**** Input

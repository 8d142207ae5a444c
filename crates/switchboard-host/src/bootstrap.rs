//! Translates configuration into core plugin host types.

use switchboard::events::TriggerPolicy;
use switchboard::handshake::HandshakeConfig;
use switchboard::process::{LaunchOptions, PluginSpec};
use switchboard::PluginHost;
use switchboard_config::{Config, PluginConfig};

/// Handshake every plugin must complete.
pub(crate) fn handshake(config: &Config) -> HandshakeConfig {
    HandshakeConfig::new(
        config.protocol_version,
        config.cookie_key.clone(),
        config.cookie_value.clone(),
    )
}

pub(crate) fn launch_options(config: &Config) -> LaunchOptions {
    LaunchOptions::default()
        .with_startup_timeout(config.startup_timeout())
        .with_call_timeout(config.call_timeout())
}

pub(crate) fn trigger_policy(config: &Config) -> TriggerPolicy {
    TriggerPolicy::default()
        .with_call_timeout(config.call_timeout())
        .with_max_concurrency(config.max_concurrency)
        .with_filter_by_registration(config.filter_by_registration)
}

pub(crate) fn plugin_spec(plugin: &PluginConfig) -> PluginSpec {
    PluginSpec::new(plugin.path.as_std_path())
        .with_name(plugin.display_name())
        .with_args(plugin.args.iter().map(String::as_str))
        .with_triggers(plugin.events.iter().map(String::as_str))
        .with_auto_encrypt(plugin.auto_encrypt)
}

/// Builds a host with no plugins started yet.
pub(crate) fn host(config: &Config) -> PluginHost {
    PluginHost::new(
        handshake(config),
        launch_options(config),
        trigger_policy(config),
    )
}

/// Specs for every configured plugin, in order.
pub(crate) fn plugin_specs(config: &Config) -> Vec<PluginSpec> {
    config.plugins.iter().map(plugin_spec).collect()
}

********
**** Input

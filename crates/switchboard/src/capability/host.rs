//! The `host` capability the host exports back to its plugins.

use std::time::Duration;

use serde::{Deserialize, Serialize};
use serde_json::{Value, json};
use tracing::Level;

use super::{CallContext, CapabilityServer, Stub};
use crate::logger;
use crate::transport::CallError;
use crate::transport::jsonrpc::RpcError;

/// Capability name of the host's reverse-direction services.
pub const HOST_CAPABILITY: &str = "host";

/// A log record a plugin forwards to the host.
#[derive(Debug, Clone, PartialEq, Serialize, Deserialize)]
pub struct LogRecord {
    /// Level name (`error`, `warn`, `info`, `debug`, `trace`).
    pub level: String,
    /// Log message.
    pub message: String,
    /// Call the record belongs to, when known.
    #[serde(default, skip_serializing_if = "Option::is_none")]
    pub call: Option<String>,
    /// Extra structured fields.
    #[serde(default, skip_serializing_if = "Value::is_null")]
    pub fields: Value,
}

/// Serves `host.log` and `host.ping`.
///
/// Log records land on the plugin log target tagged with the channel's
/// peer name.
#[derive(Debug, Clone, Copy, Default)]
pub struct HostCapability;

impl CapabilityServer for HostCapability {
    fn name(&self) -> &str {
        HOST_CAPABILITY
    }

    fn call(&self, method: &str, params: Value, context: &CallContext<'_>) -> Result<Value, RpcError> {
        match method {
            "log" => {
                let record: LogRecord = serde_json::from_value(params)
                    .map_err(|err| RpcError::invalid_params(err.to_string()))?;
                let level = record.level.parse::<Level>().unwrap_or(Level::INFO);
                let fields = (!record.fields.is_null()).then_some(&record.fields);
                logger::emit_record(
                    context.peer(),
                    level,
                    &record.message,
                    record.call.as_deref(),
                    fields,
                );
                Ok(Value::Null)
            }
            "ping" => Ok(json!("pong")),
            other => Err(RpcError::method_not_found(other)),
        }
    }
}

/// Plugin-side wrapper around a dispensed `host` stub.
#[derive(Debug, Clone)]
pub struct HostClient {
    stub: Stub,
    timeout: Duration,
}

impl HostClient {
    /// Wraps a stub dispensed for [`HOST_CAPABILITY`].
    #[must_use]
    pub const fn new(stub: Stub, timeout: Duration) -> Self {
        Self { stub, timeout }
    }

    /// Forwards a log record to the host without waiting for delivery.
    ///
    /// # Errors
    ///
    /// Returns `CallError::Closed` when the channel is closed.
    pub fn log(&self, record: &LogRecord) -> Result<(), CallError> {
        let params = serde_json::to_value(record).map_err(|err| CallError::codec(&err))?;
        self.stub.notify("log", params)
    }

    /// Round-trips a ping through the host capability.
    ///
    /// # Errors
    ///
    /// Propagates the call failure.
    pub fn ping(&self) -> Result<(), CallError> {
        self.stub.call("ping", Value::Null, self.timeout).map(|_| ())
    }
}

********

**Brief:**
Show all lines above that contain "message".

**Your solution:**
    /// Log message.
    pub message: String,
                    &record.message,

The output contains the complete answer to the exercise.